LAW & ECONOMICS WORKSHOP

presents

Marin Levy
Duke Law School 

Tuesday, September 12, 2017
4:10 – 5:45
Jackman Law Building, Room J225
78 Queen's Park

It is common knowledge that the United States courts of appeals typically hear cases in panels of three judges, and that the composition of the panel can have significant consequences for case outcomes and for legal doctrine more generally.  Yet neither legal scholars nor social scientists have focused on the question of how judges are selected for their panels.  Instead, a substantial body of scholarship simply assumes that panel assignment is random.   This Article provides what, up until this point, has been a missing account of panel assignment.  Drawing on a multiyear qualitative study of five circuit courts, including in-depth interviews with thirty-five judges and clerks of court, I show that strictly random selection is a myth, and an improbable one at that—in many instances, it would have been impossible as a practical matter for the courts studied here to create their panels by random draw.  Although the courts generally tried to “mix up” the judges, the chief judges and clerks responsible for setting the calendar also took into account various other factors, from collegiality to efficiency-based considerations.  Notably, those factors differed from one court to the next; no two courts approached the challenge of panel assignment in precisely the same way. These findings pose an important challenge to the widespread assumption of panel randomness, and reveal key normative questions that have been largely ignored in the literature.  Although randomness is regarded as the default selection method across much of judicial administration, there is little exposition of why it is valuable.  What, exactly, is desirable about having judges brought together randomly in the first place?  What, if anything, is worrisome about non-random methods of selection?  This Article sets out to clarify both the costs and benefits of randomness, arguing that there can be valid reasons to depart from it.  As such, it provides a framework for assessing different panel assignment practices and other court practices that rely, to some extent, on randomness.    

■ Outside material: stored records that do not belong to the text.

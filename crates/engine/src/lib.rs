//! Streaming tick-to-aggregate engine.
//!
//! This crate handles:
//! - Fixed-capacity, tail-addressed minute windows
//! - Running average trade size
//! - Rolling one-minute VWAP with gap filling
//! - Late-tick merging and retroactive series correction
//! - Per-instrument state tables, single-owner and shared

pub mod window;
pub mod trade_size;
pub mod series;
pub mod instrument;
pub mod stats;
pub mod engine;
pub mod shared;

pub use window::CircularWindow;
pub use trade_size::TradeSizeTracker;
pub use series::VwapSeries;
pub use instrument::{InstrumentSnapshot, InstrumentState};
pub use stats::{AtomicEngineStats, EngineStats};
pub use engine::TickEngine;
pub use shared::SharedTickEngine;
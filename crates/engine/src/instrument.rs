//! Per-instrument VWAP state machine.
//!
//! Each tick is classified against the minute of the current tail:
//! - first tick, or a tick ahead of the tail: advance, filling skipped minutes
//!   with empty slots and emitting one series entry per minute
//! - at most `grace` minutes behind: merge into the existing slot and rewrite
//!   every series entry whose window spans it
//! - further behind: drop
//!
//! The trade-size mean is updated for every tick before classification.

use serde::Serialize;
use tickagg_core::{
    minutes_between, EngineConfig, Error, MinuteSlot, Result, SlotValue, TickOutcome,
    TimestampMs, VwapPoint, MINUTE_MS,
};
use tracing::{debug, error, warn};

use crate::series::VwapSeries;
use crate::trade_size::TradeSizeTracker;
use crate::window::CircularWindow;

/// Read-only view of one instrument's state.
#[derive(Debug, Clone, PartialEq, Serialize)]
pub struct InstrumentSnapshot {
    pub symbol: String,
    /// Minute of the tail, `None` before the first tick.
    pub tail_minute: Option<TimestampMs>,
    pub average_trade_size: Option<f64>,
    pub trade_count: u64,
    pub total_quantity: f64,
    pub latest_vwap: Option<f64>,
    pub series_len: usize,
    pub quarantined: bool,
}

/// Everything the engine owns for one instrument.
#[derive(Debug, Clone)]
pub struct InstrumentState {
    symbol: String,
    window: CircularWindow,
    trade_size: TradeSizeTracker,
    series: VwapSeries,
    /// Minute held by the tail slot.
    tail_minute: Option<TimestampMs>,
    window_minutes: usize,
    grace_minutes: u32,
    quarantined: bool,
}

impl InstrumentState {
    /// Create empty state for `symbol`.
    pub fn new(symbol: impl Into<String>, config: &EngineConfig) -> Self {
        Self {
            symbol: symbol.into(),
            window: CircularWindow::new(config.capacity()),
            trade_size: TradeSizeTracker::new(),
            series: VwapSeries::new(config.series_retention),
            tail_minute: None,
            window_minutes: config.vwap_window_minutes as usize,
            grace_minutes: config.grace_period_minutes,
            quarantined: false,
        }
    }

    /// Apply one tick already truncated to `minute`.
    ///
    /// A fatal error quarantines the instrument; every later tick is refused
    /// with [`Error::Quarantined`].
    pub fn apply(&mut self, minute: TimestampMs, price: f64, quantity: f64) -> Result<TickOutcome> {
        if self.quarantined {
            return Err(Error::Quarantined(self.symbol.clone()));
        }

        let delta = match self.tail_minute {
            Some(tail_minute) => Some(minutes_between(tail_minute, minute).ok_or_else(|| {
                Error::malformed(format!(
                    "{}: minute {minute} too far from tail {tail_minute}",
                    self.symbol
                ))
            })?),
            None => None,
        };

        self.trade_size.record(quantity);

        let result = self.apply_vwap(minute, delta, price, quantity);
        if let Err(e) = &result {
            if e.is_fatal() {
                self.quarantined = true;
                error!(symbol = %self.symbol, error = %e, "Instrument quarantined");
            }
        }
        result
    }

    fn apply_vwap(
        &mut self,
        minute: TimestampMs,
        delta: Option<i64>,
        price: f64,
        quantity: f64,
    ) -> Result<TickOutcome> {
        let (Some(tail_minute), Some(delta)) = (self.tail_minute, delta) else {
            debug!(symbol = %self.symbol, minute, "First tick for instrument");
            return Ok(self.advance(minute, 1, price, quantity));
        };

        if delta > 0 {
            Ok(self.advance(minute, delta as u64, price, quantity))
        } else if delta >= -(self.grace_minutes as i64) {
            self.merge_late(tail_minute, minute, delta, price, quantity)
        } else {
            warn!(
                symbol = %self.symbol,
                minute,
                tail_minute,
                grace = self.grace_minutes,
                "Late tick dropped"
            );
            Err(Error::LateDropped {
                symbol: self.symbol.clone(),
                minute,
                tail_minute,
                grace: self.grace_minutes,
            })
        }
    }

    /// Advance the tail `minutes` times; only the last minute carries the trade.
    fn advance(&mut self, minute: TimestampMs, minutes: u64, price: f64, quantity: f64) -> TickOutcome {
        let gap = minutes - 1;
        if gap > 0 {
            debug!(symbol = %self.symbol, gap_minutes = gap, "Filling skipped minutes");
        }

        // After `capacity` empty appends the ring holds no trade, so the rest
        // of the gap is a run of null entries that never touches the ring.
        let through_ring = gap.min(self.window.capacity() as u64);
        let mut back = gap;
        while back > gap - through_ring {
            self.push_minute(minute - back as i64 * MINUTE_MS, None);
            back -= 1;
        }
        if back > 0 {
            self.series.push_nulls(minute - back as i64 * MINUTE_MS, back);
            self.tail_minute = Some(minute - MINUTE_MS);
        }
        self.push_minute(minute, Some(SlotValue::new(minute, price, quantity)));

        TickOutcome::Advanced { minutes }
    }

    fn push_minute(&mut self, slot_minute: TimestampMs, slot: MinuteSlot) {
        self.window.append(slot);
        self.tail_minute = Some(slot_minute);

        let vwap = self.window.vwap(self.window_minutes, 0);
        self.series.push(VwapPoint::new(slot_minute, vwap));
    }

    /// Merge a tick `delta` (<= 0) minutes behind the tail and correct the
    /// series entries from that minute up to the tail.
    fn merge_late(
        &mut self,
        tail_minute: TimestampMs,
        minute: TimestampMs,
        delta: i64,
        price: f64,
        quantity: f64,
    ) -> Result<TickOutcome> {
        let merged = match self.window.get(delta)? {
            Some(slot) => {
                if slot.minute != minute {
                    return Err(Error::InconsistentSlot {
                        expected: minute,
                        found: slot.minute,
                    });
                }
                slot.merge(price, quantity)
            }
            None => SlotValue::new(minute, price, quantity),
        };
        self.window.update(delta, Some(merged))?;

        let mut corrected = 0u32;
        for offset in delta..=0 {
            let vwap = self.window.vwap(self.window_minutes, offset);
            let point = VwapPoint::new(tail_minute + offset * MINUTE_MS, vwap);
            // Entries before the first tick or past retention are skipped.
            if self.series.set_from_end(offset.unsigned_abs() as usize, point) {
                corrected += 1;
            }
        }

        if delta < 0 {
            debug!(symbol = %self.symbol, delta, corrected, "Corrected series for late tick");
        }

        Ok(TickOutcome::Merged {
            delta: delta as i32,
            corrected,
        })
    }

    pub fn symbol(&self) -> &str {
        &self.symbol
    }

    pub fn tail_minute(&self) -> Option<TimestampMs> {
        self.tail_minute
    }

    pub fn average_trade_size(&self) -> Option<f64> {
        self.trade_size.average()
    }

    pub fn trade_size(&self) -> &TradeSizeTracker {
        &self.trade_size
    }

    pub fn series(&self) -> &VwapSeries {
        &self.series
    }

    pub fn window(&self) -> &CircularWindow {
        &self.window
    }

    pub fn is_quarantined(&self) -> bool {
        self.quarantined
    }

    /// Owned copy of the output series.
    pub fn vwap_series(&self) -> Vec<VwapPoint> {
        self.series.to_vec()
    }

    pub fn latest_vwap(&self) -> Option<f64> {
        self.series.latest().and_then(|p| p.vwap)
    }

    pub fn snapshot(&self) -> InstrumentSnapshot {
        InstrumentSnapshot {
            symbol: self.symbol.clone(),
            tail_minute: self.tail_minute,
            average_trade_size: self.trade_size.average(),
            trade_count: self.trade_size.trade_count(),
            total_quantity: self.trade_size.total_quantity(),
            latest_vwap: self.latest_vwap(),
            series_len: self.series.len(),
            quarantined: self.quarantined,
        }
    }

    /// Discard all state, including quarantine.
    pub fn reset(&mut self) {
        self.window.clear();
        self.trade_size.reset();
        self.series.clear();
        self.tail_minute = None;
        self.quarantined = false;
    }

    #[cfg(test)]
    pub(crate) fn window_mut(&mut self) -> &mut CircularWindow {
        &mut self.window
    }
}
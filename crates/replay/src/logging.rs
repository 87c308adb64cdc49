//! Tracing subscriber setup.

use std::sync::Once;
use tracing_subscriber::EnvFilter;

static INIT: Once = Once::new();

/// Install the global subscriber, writing to stderr.
///
/// `RUST_LOG` takes precedence over `level`. Later calls are ignored.
pub fn setup_logging(level: &str, json: bool) {
    INIT.call_once(|| {
        let filter = EnvFilter::try_from_default_env()
            .or_else(|_| EnvFilter::try_new(level))
            .unwrap_or_else(|_| EnvFilter::new("info"));

        let builder = tracing_subscriber::fmt()
            .with_env_filter(filter)
            .with_target(true)
            .with_writer(std::io::stderr);

        if json {
            builder.json().init();
        } else {
            builder.init();
        }
    });
}
//! Record ingestion for the tick aggregation engine.
//!
//! This crate handles:
//! - Header-driven column resolution
//! - Timestamp and decimal parsing
//! - Rejecting malformed records before they reach the engine

pub mod parser;

pub use parser::{ParseStats, RecordParser, TickReader};
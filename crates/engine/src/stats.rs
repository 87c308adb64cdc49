//! Engine-wide ingest counters.

use serde::{Deserialize, Serialize};
use std::sync::atomic::{AtomicU64, Ordering};
use tickagg_core::{Error, Result, TickOutcome};

/// Counters over every tick offered to the engine.
#[derive(Debug, Clone, Default, PartialEq, Eq, Serialize, Deserialize)]
pub struct EngineStats {
    /// Ticks offered to `ingest`.
    pub ticks_ingested: u64,
    /// Ticks that advanced an instrument's tail.
    pub ticks_advanced: u64,
    /// Ticks merged into the tail minute or a minute within the grace period.
    pub ticks_merged: u64,
    /// Ticks dropped for arriving later than the grace period.
    pub ticks_dropped_late: u64,
    /// Ticks rejected by field validation.
    pub ticks_malformed: u64,
    /// Ticks refused because the instrument is quarantined.
    pub ticks_refused: u64,
    /// Empty minutes synthesized during forward jumps.
    pub gap_minutes_filled: u64,
    /// Output series entries rewritten by late merges.
    pub series_corrections: u64,
    /// Instruments quarantined after a fatal error.
    pub instruments_quarantined: u64,
}

impl EngineStats {
    /// Fold the result of one ingest into the counters.
    pub fn record(&mut self, result: &Result<TickOutcome>) {
        self.ticks_ingested += 1;
        match result {
            Ok(TickOutcome::Advanced { minutes }) => {
                self.ticks_advanced += 1;
                self.gap_minutes_filled += minutes.saturating_sub(1);
            }
            Ok(TickOutcome::Merged { corrected, .. }) => {
                self.ticks_merged += 1;
                self.series_corrections += *corrected as u64;
            }
            Err(Error::LateDropped { .. }) => self.ticks_dropped_late += 1,
            Err(Error::MalformedInput(_)) => self.ticks_malformed += 1,
            Err(Error::Quarantined(_)) => self.ticks_refused += 1,
            Err(e) if e.is_fatal() => self.instruments_quarantined += 1,
            Err(_) => {}
        }
    }
}

/// Lock-free counterpart of [`EngineStats`] for the shared engine.
#[derive(Debug, Default)]
pub struct AtomicEngineStats {
    ticks_ingested: AtomicU64,
    ticks_advanced: AtomicU64,
    ticks_merged: AtomicU64,
    ticks_dropped_late: AtomicU64,
    ticks_malformed: AtomicU64,
    ticks_refused: AtomicU64,
    gap_minutes_filled: AtomicU64,
    series_corrections: AtomicU64,
    instruments_quarantined: AtomicU64,
}

impl AtomicEngineStats {
    pub fn record(&self, result: &Result<TickOutcome>) {
        self.ticks_ingested.fetch_add(1, Ordering::Relaxed);
        match result {
            Ok(TickOutcome::Advanced { minutes }) => {
                self.ticks_advanced.fetch_add(1, Ordering::Relaxed);
                self.gap_minutes_filled
                    .fetch_add(minutes.saturating_sub(1), Ordering::Relaxed);
            }
            Ok(TickOutcome::Merged { corrected, .. }) => {
                self.ticks_merged.fetch_add(1, Ordering::Relaxed);
                self.series_corrections
                    .fetch_add(*corrected as u64, Ordering::Relaxed);
            }
            Err(Error::LateDropped { .. }) => {
                self.ticks_dropped_late.fetch_add(1, Ordering::Relaxed);
            }
            Err(Error::MalformedInput(_)) => {
                self.ticks_malformed.fetch_add(1, Ordering::Relaxed);
            }
            Err(Error::Quarantined(_)) => {
                self.ticks_refused.fetch_add(1, Ordering::Relaxed);
            }
            Err(e) if e.is_fatal() => {
                self.instruments_quarantined.fetch_add(1, Ordering::Relaxed);
            }
            Err(_) => {}
        }
    }

    /// Point-in-time copy of the counters.
    pub fn snapshot(&self) -> EngineStats {
        EngineStats {
            ticks_ingested: self.ticks_ingested.load(Ordering::Relaxed),
            ticks_advanced: self.ticks_advanced.load(Ordering::Relaxed),
            ticks_merged: self.ticks_merged.load(Ordering::Relaxed),
            ticks_dropped_late: self.ticks_dropped_late.load(Ordering::Relaxed),
            ticks_malformed: self.ticks_malformed.load(Ordering::Relaxed),
            ticks_refused: self.ticks_refused.load(Ordering::Relaxed),
            gap_minutes_filled: self.gap_minutes_filled.load(Ordering::Relaxed),
            series_corrections: self.series_corrections.load(Ordering::Relaxed),
            instruments_quarantined: self.instruments_quarantined.load(Ordering::Relaxed),
        }
    }
}

#[cfg(test)]
mod tests {
    use super::*;

    fn sample_results() -> Vec<Result<TickOutcome>> {
        vec![
            Ok(TickOutcome::Advanced { minutes: 1 }),
            Ok(TickOutcome::Advanced { minutes: 6 }),
            Ok(TickOutcome::Merged { delta: -2, corrected: 3 }),
            Err(Error::LateDropped {
                symbol: "AAPL".into(),
                minute: 0,
                tail_minute: 600_000,
                grace: 3,
            }),
            Err(Error::malformed("bad quantity")),
            Err(Error::InconsistentSlot { expected: 0, found: 60_000 }),
            Err(Error::Quarantined("AAPL".into())),
        ]
    }

    #[test]
    fn test_record() {
        let mut stats = EngineStats::default();
        for result in &sample_results() {
            stats.record(result);
        }

        assert_eq!(stats.ticks_ingested, 7);
        assert_eq!(stats.ticks_advanced, 2);
        assert_eq!(stats.gap_minutes_filled, 5);
        assert_eq!(stats.ticks_merged, 1);
        assert_eq!(stats.series_corrections, 3);
        assert_eq!(stats.ticks_dropped_late, 1);
        assert_eq!(stats.ticks_malformed, 1);
        assert_eq!(stats.instruments_quarantined, 1);
        assert_eq!(stats.ticks_refused, 1);
    }

    #[test]
    fn test_atomic_matches_plain() {
        let mut plain = EngineStats::default();
        let atomic = AtomicEngineStats::default();
        for result in &sample_results() {
            plain.record(result);
            atomic.record(result);
        }
        assert_eq!(atomic.snapshot(), plain);
    }
}
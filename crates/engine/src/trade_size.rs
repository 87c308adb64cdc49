//! Running mean of trade quantity.

use serde::{Deserialize, Serialize};
use tickagg_core::Size;

/// Per-instrument running average trade size.
///
/// Every tick is recorded regardless of how late it arrives.
#[derive(Debug, Clone, Default, Serialize, Deserialize)]
pub struct TradeSizeTracker {
    /// Sum of all recorded quantities.
    total_quantity: Size,
    /// Number of recorded trades.
    trade_count: u64,
}

impl TradeSizeTracker {
    pub fn new() -> Self {
        Self::default()
    }

    /// Record one trade.
    #[inline]
    pub fn record(&mut self, quantity: Size) {
        self.total_quantity += quantity;
        self.trade_count += 1;
    }

    /// Average quantity per trade, `None` before the first trade.
    pub fn average(&self) -> Option<f64> {
        if self.trade_count > 0 {
            Some(self.total_quantity / self.trade_count as f64)
        } else {
            None
        }
    }

    pub fn total_quantity(&self) -> Size {
        self.total_quantity
    }

    pub fn trade_count(&self) -> u64 {
        self.trade_count
    }

    /// Reset statistics.
    pub fn reset(&mut self) {
        *self = Self::default();
    }
}

#[cfg(test)]
mod tests {
    use super::*;
    use approx::assert_relative_eq;

    #[test]
    fn test_empty() {
        let tracker = TradeSizeTracker::new();
        assert_eq!(tracker.average(), None);
        assert_eq!(tracker.trade_count(), 0);
    }

    #[test]
    fn test_mean_after_each_trade() {
        let mut tracker = TradeSizeTracker::new();
        let quantities = [10.0, 5.0, 0.25, 120.0, 3.5];

        let mut sum = 0.0;
        for (i, &q) in quantities.iter().enumerate() {
            tracker.record(q);
            sum += q;
            assert_relative_eq!(tracker.average().unwrap(), sum / (i + 1) as f64);
        }
        assert_eq!(tracker.trade_count(), 5);
        assert_relative_eq!(tracker.total_quantity(), sum);
    }

    #[test]
    fn test_reset() {
        let mut tracker = TradeSizeTracker::new();
        tracker.record(7.0);
        tracker.reset();
        assert_eq!(tracker.average(), None);
    }
}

Marin Levy is an associate professor at Duke Law School, having joined the faculty in 2009 after serving as a law clerk to Judge José A. Cabranes of the United States Court of Appeals for the Second Circuit.  Prior to her clerkship, she was an associate at Jenner & Block LLP in Washington, D.C.   Her principal academic interests include civil procedure, judicial administration, remedies, and federal courts.  Her work has been published or is forthcoming in the Yale Law Journal, the University of Chicago Law Review, the Cornell Law Review, and the Duke Law Journal, among others.  Levy is also a co-author of Federal Standards of Review: Appellate Court Review of District Court Decisions and Agency Actions (2nd ed.) with Judge Harry T. Edwards and Linda A. Elliott.   Levy received her J.D. in 2007 from Yale Law School, where she was the Editor-in-Chief of the Yale Law & Policy Review.  She is a 2004 graduate of the University of Cambridge, where she earned an M.Phil in the History and Philosophy of Science and Medicine.  Levy received a B.A. in Ethics, Politics, and Economics and in English from Yale College in 2003, graduating cum laude with distinction in both majors.